И вот что они выясняют: вроде бы один голос из Испании бежал от инквизиции, залез к Кортесу на борт, явился в Новый Свет, кайн-агора, и, пока все смотрели в другую сторону, сбежал. Так он фарблонджен, забрел в какую-то дыру, полную легко внушаемых туземцев, и, будучи вроде тумлер, стал их учить, как надо быть евреем Просто чтоб себя занять, понимаете — евреи ведь миссионерами никогда не были, никаких там «обращений», как у некоторых других, не стану пальцем показывать; мы, иудеи, прекрасно сами обходимся. И к тому времени когда то племя нашли по второму разу, индейцы поголовно не ели трефного, делали детишкам обрезание, соблюдали праздники и не рыбачили на шабес, и все шло прекрасно.
Так что неудивительно, что евреи есть и на Зушшмуне.
Шмуне, а не шмоне! Литвацкий у тебя акцент.
Ничего удивительного, что я еврей — я синий, у меня одиннадцать рук, и в гробу я видал зеркальную симметрию, и еще я маленький, круглый и передвигаюсь на коротеньких гусеничьих ножках, которые растут на колесиках по обе стороны моей тухес, за которую спасибо зеркальной симметрии, так что, когда я подбираю ноги под себя, мне приходится подпрыгивать, чтобы начать движение, и хамоватые туристы говорят, что это забавно.
Во "Всеобщих эфемеридах" меня обзывают аборигеном шестой планеты Теты-996 скопления Мессье-3 в созвездии Гончих Псов. Шестая планета и есть Зушшмун. Тут к нам пару оборотов назад прилетал один писака, путеводитель составлял по Зушшмуну для издательства в Крабовидной туманности, так он меня все зушшмоидом называл, чтоб ему головой в землю врасти, как репе. Еврей я!
Кстати, а что такое репа?
Поехали мои шарики и ролики. Вот что значит болтать с бабочкой. Дело у меня — такое, что от него умом подвинуться можно, сдохнуть можно, шпилькес у меня от него. Я ищу Кадака.

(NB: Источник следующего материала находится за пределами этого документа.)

//! Rule Set Parser
//!
//! Recursive-descent parser turning CSS text into a [`Rule`] tree.
//!
//! The input is assumed to be syntactically valid CSS. Semantic problems
//! (unknown properties, odd values) pass through untouched, but any structural
//! problem aborts the whole parse: there is no recovery and no partial tree.

use log::trace;

use crate::animation::AnimationValueParser;
use crate::brace_parser::NestedBraceParser;
use crate::chars;
use crate::error::{Result, ScopeCssError};
use crate::rules::{ConditionalKind, ConditionalRule, CssRule, Declaration, KeyframesRule, Rule};
use crate::scanner::Scanner;

const KEYFRAMES_KEYWORD: &str = "@keyframes";

pub struct RuleSetParser<'a> {
    scanner: Scanner<'a>,
    animation_parser: AnimationValueParser,
}

impl<'a> RuleSetParser<'a> {
    pub fn new(css: &'a str) -> Self {
        RuleSetParser {
            scanner: Scanner::new(css),
            animation_parser: AnimationValueParser::new(),
        }
    }

    pub fn parse(mut self) -> Result<Vec<Rule>> {
        let rules = self.parse_rule_set()?;

        // A nested rule set ends at `}`; at the top level that is a stray brace.
        if let Some(ch) = self.scanner.peek() {
            return Err(ScopeCssError::UnexpectedCharacter {
                found: ch as char,
                offset: self.scanner.cursor(),
            });
        }
        Ok(rules)
    }

    /// Parse rules until end of input or an unmatched `}`.
    fn parse_rule_set(&mut self) -> Result<Vec<Rule>> {
        let mut rules = Vec::new();
        self.scanner.skip_whitespace_and_breaks();

        while !self.scanner.is_eof() && self.scanner.peek() != Some(chars::RBRACE) {
            rules.push(self.parse_rule()?);
            self.scanner.skip_whitespace_and_breaks();
        }
        Ok(rules)
    }

    fn parse_rule(&mut self) -> Result<Rule> {
        if self.scanner.peek() == Some(chars::AT) {
            self.parse_at_rule()
        } else {
            self.parse_css_rule().map(Rule::Style)
        }
    }

    fn parse_at_rule(&mut self) -> Result<Rule> {
        let offset = self.scanner.cursor();
        let name = self.parse_at_rule_name();
        self.scanner.skip_whitespace_and_breaks();
        trace!("at-rule {} at offset {}", name, offset);

        if let Some(kind) = ConditionalKind::from_at_keyword(name) {
            return self.parse_conditional_rule(kind).map(Rule::Conditional);
        }
        if name == KEYFRAMES_KEYWORD {
            return self.parse_keyframes_rule().map(Rule::Keyframes);
        }
        Err(ScopeCssError::UnsupportedAtRule {
            name: name.to_string(),
            offset,
        })
    }

    fn parse_at_rule_name(&mut self) -> &'a str {
        let start = self.scanner.cursor();
        self.scanner.advance_until(|ch| {
            chars::is_whitespace_or_break(ch)
                || chars::is_quote(ch)
                || ch == chars::LBRACE
                || ch == chars::LPAREN
                || ch == chars::SEMICOLON
        });
        self.scanner.slice_from(start)
    }

    fn parse_conditional_rule(&mut self, kind: ConditionalKind) -> Result<ConditionalRule> {
        let start = self.scanner.cursor();
        self.scanner.advance_until(|ch| ch == chars::LBRACE);
        let condition_text = self.scanner.slice_from(start).to_string();
        self.scanner.expect(chars::LBRACE)?;

        let rules = self.parse_rule_set()?;
        self.scanner.expect(chars::RBRACE)?;

        Ok(ConditionalRule {
            kind,
            condition_text,
            rules,
        })
    }

    fn parse_keyframes_rule(&mut self) -> Result<KeyframesRule> {
        // The name is a <custom-ident> or a string.
        let name_offset = self.scanner.cursor();
        let name = self.scanner.read_single_value(&[chars::LBRACE])?;
        if name.is_empty() {
            return Err(match self.scanner.peek() {
                Some(ch) => ScopeCssError::UnexpectedCharacter {
                    found: ch as char,
                    offset: name_offset,
                },
                None => ScopeCssError::missing(chars::LBRACE, name_offset),
            });
        }
        self.scanner.skip_whitespace_and_breaks();

        let block = NestedBraceParser::new(self.scanner.input(), self.scanner.cursor()).parse()?;
        self.scanner.set_cursor(block.end);

        Ok(KeyframesRule {
            name: name.to_string(),
            body: block.text.to_string(),
        })
    }

    fn parse_css_rule(&mut self) -> Result<CssRule> {
        let selectors = self.parse_selectors()?;
        let declarations = self.parse_declarations()?;
        trace!(
            "style rule {:?} with {} declarations",
            selectors,
            declarations.len()
        );
        Ok(CssRule {
            selectors,
            declarations,
        })
    }

    /// Selector list up to and including the opening `{`.
    fn parse_selectors(&mut self) -> Result<Vec<String>> {
        let mut selectors = Vec::new();

        loop {
            let start = self.scanner.cursor();
            self.scanner
                .scan_top_level(&[chars::COMMA, chars::LBRACE, chars::RBRACE])?;
            selectors.push(self.scanner.slice_from(start).trim().to_string());

            if self.scanner.peek() != Some(chars::COMMA) {
                break;
            }
            self.scanner.expect(chars::COMMA)?;
            self.scanner.skip_whitespace_and_breaks();
        }

        self.scanner.expect(chars::LBRACE)?;
        Ok(selectors)
    }

    /// Declarations up to and including the closing `}`.
    fn parse_declarations(&mut self) -> Result<Vec<Declaration>> {
        let mut declarations = Vec::new();

        loop {
            self.scanner.skip_whitespace_and_breaks();
            match self.scanner.peek() {
                Some(chars::RBRACE) => {
                    self.scanner.expect(chars::RBRACE)?;
                    return Ok(declarations);
                }
                Some(chars::SEMICOLON) => self.scanner.expect(chars::SEMICOLON)?,
                Some(_) => declarations.push(self.parse_declaration()?),
                None => return Err(ScopeCssError::missing(chars::RBRACE, self.scanner.cursor())),
            }
        }
    }

    fn parse_declaration(&mut self) -> Result<Declaration> {
        let start = self.scanner.cursor();
        self.scanner.advance_until(|ch| {
            ch == chars::COLON || ch == chars::SEMICOLON || ch == chars::LBRACE || ch == chars::RBRACE
        });
        let property = self.scanner.slice_from(start).trim();
        self.scanner.expect(chars::COLON)?;
        self.scanner.skip_whitespace_and_breaks();

        let value_start = self.scanner.cursor();
        self.scanner
            .scan_top_level(&[chars::SEMICOLON, chars::RBRACE])?;
        let value = self.scanner.slice_from(value_start).trim();

        // The last declaration of a block may leave out its semicolon.
        match self.scanner.peek() {
            Some(chars::SEMICOLON) => self.scanner.expect(chars::SEMICOLON)?,
            Some(_) => {}
            None => return Err(ScopeCssError::missing(chars::SEMICOLON, self.scanner.cursor())),
        }

        Ok(match property {
            "animation" => Declaration::Animation {
                values: self.animation_parser.parse(value)?,
            },
            "animation-name" => Declaration::AnimationName {
                value: value.to_string(),
            },
            _ => Declaration::Other {
                property: property.to_string(),
                value: value.to_string(),
            },
        })
    }
}

/// Parse `css` into its rule tree.
pub fn parse_rule_set(css: &str) -> Result<Vec<Rule>> {
    RuleSetParser::new(css).parse()
}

Эй, бабочка!. Слушай, ты хоть моргни, крылом дерни, сделай хоть какой знак — мол, слышишь. Что я тут стою, как шлемиль, и распинаюсь?
Ничего. Ни сна ни отдыха измученной душе.
Слушай, если бы не этот придурок Снодль, я бы тут не торчал. Я бы сидел со своей семьей и согнездными наложницами на третьей планете Теты-996, которую «Эфемериды» называют Бромиос, а мы, евреи, — Касрилевкой. И тому, что мы называем Бромиос Касрилевкой, есть исторический прецедент. Вы почитайте Шолом-Алейхема, поймете. Планета для шлимазлов. Говорить о ней не хочу. Вот туда нас и переселяют. Все уже уехали. Несколько психов осталось, такие всегда находятся. Но большинство улетело: что тут делать? Зушшмун-то уводят. Бог знает куда. Куда ни глянь постоянно кого-то куда-то перемещают. И говорить об этом не желаю! Ужасные люди, совершенно бессердечные.